Si le premier septennat mitterrandien s’était plus spécifiquement illustré, en matière culturelle, par une aide du secteur privé lucratif, le second va s’intéresser à ce qu’on pourrait qualifier d’underground. Les politiques publiques impulsent la construction de locaux de répétition ou aident les petits lieux de diffusion. Cela donne lieu à l’apparition d’un nouveau mode de médiation musicale, original, un « tiers-secteur ». Les nouvelles structures aidées, issues de l’underground, se définissent, en effet, comme défendant une logique privée non lucrative, associative. Ni entreprise capitaliste, ni institutions publiques, ces structures sont en partie financées par des subventions.
Je prendrai l’exemple de la Fédurok, réseau qui regroupe une cinquantaine de salles de concerts9. En étudiant le profil de ses lieux adhérents, la Fédurok a montré que les « militants batisseurs » provenait souvent d’une culture « do it yourself » issue du punk (caf’ conc’, petites associations…), d’un type de fonctionnement que les économistes qualifient d’« informel ».
Pour bien comprendre leur positionnement, on peut citer un texte qui en explique la philosophie.

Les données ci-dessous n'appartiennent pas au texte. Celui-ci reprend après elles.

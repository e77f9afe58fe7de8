//! Interval decision matrix: alternatives rated against leaf criteria.

use once_cell::sync::Lazy;
use serde::{Deserialize, Serialize};
use std::collections::HashMap;

use crate::domain::foundation::{CriterionId, IntervalRating};

/// A stored performance rating, as supplied by the persistence collaborator.
#[derive(Debug, Clone, Copy, PartialEq, Serialize, Deserialize)]
pub struct RatingRecord {
    pub expert_id: i64,
    pub alternative_id: i64,
    pub criterion: CriterionId,
    pub lower: f64,
    pub upper: f64,
}

impl RatingRecord {
    /// Creates a rating record.
    pub fn new(
        expert_id: i64,
        alternative_id: i64,
        criterion: impl Into<CriterionId>,
        rating: IntervalRating,
    ) -> Self {
        Self {
            expert_id,
            alternative_id,
            criterion: criterion.into(),
            lower: rating.lower(),
            upper: rating.upper(),
        }
    }

    /// The rating as an interval.
    pub fn rating(&self) -> IntervalRating {
        IntervalRating::new(self.lower, self.upper)
    }
}

/// Linguistic performance ratings and their interval values.
static LINGUISTIC_RATINGS: Lazy<HashMap<&'static str, IntervalRating>> = Lazy::new(|| {
    HashMap::from([
        ("Very Poor", IntervalRating::new(0.0, 1.0)),
        ("Poor", IntervalRating::new(1.0, 3.0)),
        ("Fair", IntervalRating::new(3.0, 5.0)),
        ("Good", IntervalRating::new(5.0, 7.0)),
        ("Very Good", IntervalRating::new(7.0, 9.0)),
        ("Excellent", IntervalRating::new(9.0, 10.0)),
    ])
});

/// Returns the interval for a linguistic rating label, if it exists.
pub fn linguistic_rating(label: &str) -> Option<IntervalRating> {
    LINGUISTIC_RATINGS.get(label).copied()
}

/// An alternatives x criteria grid of interval ratings, row-major.
#[derive(Debug, Clone, PartialEq, Serialize, Deserialize)]
pub struct DecisionMatrix {
    alternatives: usize,
    criteria: usize,
    cells: Vec<IntervalRating>,
}

impl DecisionMatrix {
    /// Creates a matrix of the given shape filled with a single rating.
    pub fn filled(alternatives: usize, criteria: usize, rating: IntervalRating) -> Self {
        Self {
            alternatives,
            criteria,
            cells: vec![rating; alternatives * criteria],
        }
    }

    /// Creates a matrix of the given shape filled with [0, 0].
    pub fn zeros(alternatives: usize, criteria: usize) -> Self {
        Self::filled(alternatives, criteria, IntervalRating::ZERO)
    }

    /// Number of alternatives (rows).
    pub fn alternatives(&self) -> usize {
        self.alternatives
    }

    /// Number of criteria (columns).
    pub fn criteria(&self) -> usize {
        self.criteria
    }

    /// Returns the rating of an alternative on a criterion.
    pub fn get(&self, alternative: usize, criterion: usize) -> IntervalRating {
        debug_assert!(alternative < self.alternatives && criterion < self.criteria);
        self.cells[alternative * self.criteria + criterion]
    }

    /// Sets the rating of an alternative on a criterion.
    pub fn set(&mut self, alternative: usize, criterion: usize, rating: IntervalRating) {
        debug_assert!(alternative < self.alternatives && criterion < self.criteria);
        self.cells[alternative * self.criteria + criterion] = rating;
    }

    /// Builds one expert's matrix from flat rating records.
    ///
    /// Rows follow `alternative_ids` order, columns follow `criteria_ids`
    /// order. Cells with no matching record take `default` (callers
    /// typically pass the "Fair" interval). Records naming an unknown
    /// alternative or criterion are dropped.
    pub fn from_records(
        alternative_ids: &[i64],
        criteria_ids: &[CriterionId],
        records: &[RatingRecord],
        default: IntervalRating,
    ) -> Self {
        let alt_index: HashMap<i64, usize> = alternative_ids
            .iter()
            .enumerate()
            .map(|(idx, id)| (*id, idx))
            .collect();
        let crit_index: HashMap<CriterionId, usize> = criteria_ids
            .iter()
            .enumerate()
            .map(|(idx, id)| (*id, idx))
            .collect();

        let mut matrix = Self::filled(alternative_ids.len(), criteria_ids.len(), default);
        for record in records {
            let (Some(&i), Some(&j)) = (
                alt_index.get(&record.alternative_id),
                crit_index.get(&record.criterion),
            ) else {
                continue;
            };
            matrix.set(i, j, record.rating());
        }
        matrix
    }
}

#[cfg(test)]
mod tests {
    use super::*;

    #[test]
    fn zeros_has_requested_shape() {
        let matrix = DecisionMatrix::zeros(3, 2);
        assert_eq!(matrix.alternatives(), 3);
        assert_eq!(matrix.criteria(), 2);
        assert_eq!(matrix.get(2, 1), IntervalRating::ZERO);
    }

    #[test]
    fn set_and_get_round_trip() {
        let mut matrix = DecisionMatrix::zeros(2, 2);
        matrix.set(1, 0, IntervalRating::new(3.0, 5.0));
        assert_eq!(matrix.get(1, 0), IntervalRating::new(3.0, 5.0));
        assert_eq!(matrix.get(0, 0), IntervalRating::ZERO);
    }

    #[test]
    fn from_records_places_ratings_and_defaults() {
        let alternatives = [100, 200];
        let criteria = [CriterionId::new(1), CriterionId::new(2)];
        let records = [RatingRecord::new(1, 200, 1, IntervalRating::new(7.0, 9.0))];
        let fair = linguistic_rating("Fair").unwrap();

        let matrix = DecisionMatrix::from_records(&alternatives, &criteria, &records, fair);

        assert_eq!(matrix.get(1, 0), IntervalRating::new(7.0, 9.0));
        // Missing cells fall back to the supplied default.
        assert_eq!(matrix.get(0, 0), fair);
        assert_eq!(matrix.get(0, 1), fair);
    }

    #[test]
    fn from_records_drops_unknown_ids() {
        let alternatives = [100];
        let criteria = [CriterionId::new(1)];
        let records = [RatingRecord::new(1, 999, 1, IntervalRating::new(9.0, 10.0))];

        let matrix =
            DecisionMatrix::from_records(&alternatives, &criteria, &records, IntervalRating::ZERO);
        assert_eq!(matrix.get(0, 0), IntervalRating::ZERO);
    }

    #[test]
    fn linguistic_ratings_cover_standard_labels() {
        assert_eq!(
            linguistic_rating("Fair").unwrap(),
            IntervalRating::new(3.0, 5.0)
        );
        assert_eq!(
            linguistic_rating("Excellent").unwrap(),
            IntervalRating::new(9.0, 10.0)
        );
        assert!(linguistic_rating("Mediocre").is_none());
    }

    #[test]
    fn serializes_round_trip() {
        let mut matrix = DecisionMatrix::zeros(1, 2);
        matrix.set(0, 1, IntervalRating::new(1.0, 2.0));

        let json = serde_json::to_string(&matrix).unwrap();
        let restored: DecisionMatrix = serde_json::from_str(&json).unwrap();
        assert_eq!(restored, matrix);
    }
}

« La Fédurok, Fédération Nationale de lieux de musiques actuelles et amplifiées s’est constituée en avril 1994, mais sa gestation et son histoire remontent aux années 70/80s, celles des multiples initiatives privées non lucratives qui se sont développées dans l’univers confondu des cafés-concerts, de l’éducation populaire et du champ associatif farouchement indépendant et revendicatif. (…) La Fédurok révèle, de plus en plus, l’existence d’un « monde du milieu ». Un « monde du milieu » longtemps dénommé « alternatif » et désormais « tiers-secteur ». Un monde, entre des logiques de profits et celles d’un service public administré, qui essaie d’exister en précisant ce qu’il est et ce qu’il affirme10.
On le voit, l’entrée en lice de l’État dans le monde des musiques populaires en a profondément modifié la structure. Entre les entreprises privées et l’underground, est apparu un « tiers secteur » qui revendique sa spécificité, en même temps que son adéquation aux logiques de pratiques des musiques populaires.

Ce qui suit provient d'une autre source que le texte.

//! Triangular fuzzy number value object.

use serde::{Deserialize, Serialize};
use std::fmt;

use super::ValidationError;

/// A triangular fuzzy number (l, m, u) with l <= m <= u.
///
/// Represents an imprecise judgment or weight: `m` is the most likely
/// value, `l` and `u` bound the support.
#[derive(Debug, Clone, Copy, Default, PartialEq, Serialize, Deserialize)]
pub struct TriangularFuzzyNumber {
    l: f64,
    m: f64,
    u: f64,
}

impl TriangularFuzzyNumber {
    /// The multiplicative identity (1, 1, 1), also "equally important".
    pub const ONE: Self = Self {
        l: 1.0,
        m: 1.0,
        u: 1.0,
    };

    /// The additive identity (0, 0, 0).
    pub const ZERO: Self = Self {
        l: 0.0,
        m: 0.0,
        u: 0.0,
    };

    /// Creates a new fuzzy number, sorting the components into l <= m <= u order.
    pub fn new(a: f64, b: f64, c: f64) -> Self {
        let mut v = [a, b, c];
        v.sort_by(|x, y| x.total_cmp(y));
        Self {
            l: v[0],
            m: v[1],
            u: v[2],
        }
    }

    /// Creates a fuzzy number, returning an error if the components are out of order.
    pub fn try_new(l: f64, m: f64, u: f64) -> Result<Self, ValidationError> {
        if !(l <= m && m <= u) {
            return Err(ValidationError::constraint_violation(
                "fuzzy number",
                "l <= m <= u",
                format!("({}, {}, {})", l, m, u),
            ));
        }
        Ok(Self { l, m, u })
    }

    /// Lower bound.
    pub fn l(&self) -> f64 {
        self.l
    }

    /// Most likely value.
    pub fn m(&self) -> f64 {
        self.m
    }

    /// Upper bound.
    pub fn u(&self) -> f64 {
        self.u
    }

    /// Order-reversing reciprocal: (1/u, 1/m, 1/l).
    ///
    /// Zero components map to 0 rather than infinity; a zero cell is an
    /// expected degenerate input, not an error.
    pub fn reciprocal(&self) -> Self {
        let inv = |x: f64| if x > 0.0 { 1.0 / x } else { 0.0 };
        Self {
            l: inv(self.u),
            m: inv(self.m),
            u: inv(self.l),
        }
    }

    /// Component-wise product with another fuzzy number.
    pub fn multiply(&self, other: &Self) -> Self {
        Self {
            l: self.l * other.l,
            m: self.m * other.m,
            u: self.u * other.u,
        }
    }

    /// Component-wise sum with another fuzzy number.
    pub fn add(&self, other: &Self) -> Self {
        Self {
            l: self.l + other.l,
            m: self.m + other.m,
            u: self.u + other.u,
        }
    }

    /// Centre-of-area defuzzification: (l + m + u) / 3.
    pub fn centroid(&self) -> f64 {
        (self.l + self.m + self.u) / 3.0
    }
}

impl fmt::Display for TriangularFuzzyNumber {
    fn fmt(&self, f: &mut fmt::Formatter<'_>) -> fmt::Result {
        write!(f, "({}, {}, {})", self.l, self.m, self.u)
    }
}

II – Les conséquences de l’investissement de l’État dans les musiques populaires
1- Des structures spécifiques pour une pratique singulière
Le secteur des musiques populaires possède de nombreuses spécificités de fonctionnement. L’une d’entre elle concerne la professionnalisation des musiciens. Contrairement à la musique classique par exemple, il n’y a pas de filières spécifiques conduisant à des diplômes qui ouvrent la voie à un métier. Les musiciens qui gagnent leur vie par la musique enregistrent, éditent des disques et font des concerts. Investis dans un projet collectif, nombre d’entre eux adoptent la forme d’emploi intermittente, cherchant à obtenir le nombre d’heures nécessaire à une indemnisation « Assedic » du temps chômé. D’autres, bien que partageant souvent les mêmes scènes que les premiers, possèdent des sources de revenu externes à la musique et l’abordent comme une pratique de loisir. D’autres enfin sont dans une sorte d’entre-deux, cherchant à devenir professionnel, il consacre un temps important à la musique sans parvenir à gagner leur vie par ce moyen.
On peut en déduire deux phénomènes. Premièrement, les musiciens de musiques populaires peuvent, concernant leur pratique, être titulaires de statuts très différents. Secondement, et de manière liée, il n’y a pas de césures nettes entre ce qui est qualifie d’ « amateur » et de « professionnel ». D’ailleurs, les groupes débutants eux-mêmes ne se définissent en général pas comme amateurs11.
Or, ceci pose problème en matière d’action politique, puisque, traditionnellement, alors que le Ministère de la culture prend en charge les professionnels, C’est le Ministère de la jeunesse et des sports qui gère la question de la pratique amateur, du loisir. On a là une explication du rôle qu’ont pu jouer certaines structures d’éducation populaire dans le développement des musiques actuelles avant Lang. Aidant les groupes débutants, elles se sont impliquées dans la diffusion et la formation. Le tiers-secteur investit dans les musiques populaires, défend cette posture transversale (de l’amateur au professionnel), de la même manière qu’il prône pour ces musiques un mécanisme de formation spécifique, différent des écoles de musique (jeu collectif, intervenants musiciens, composition et interprénation, rôle de l’amplification et des effets sonores…).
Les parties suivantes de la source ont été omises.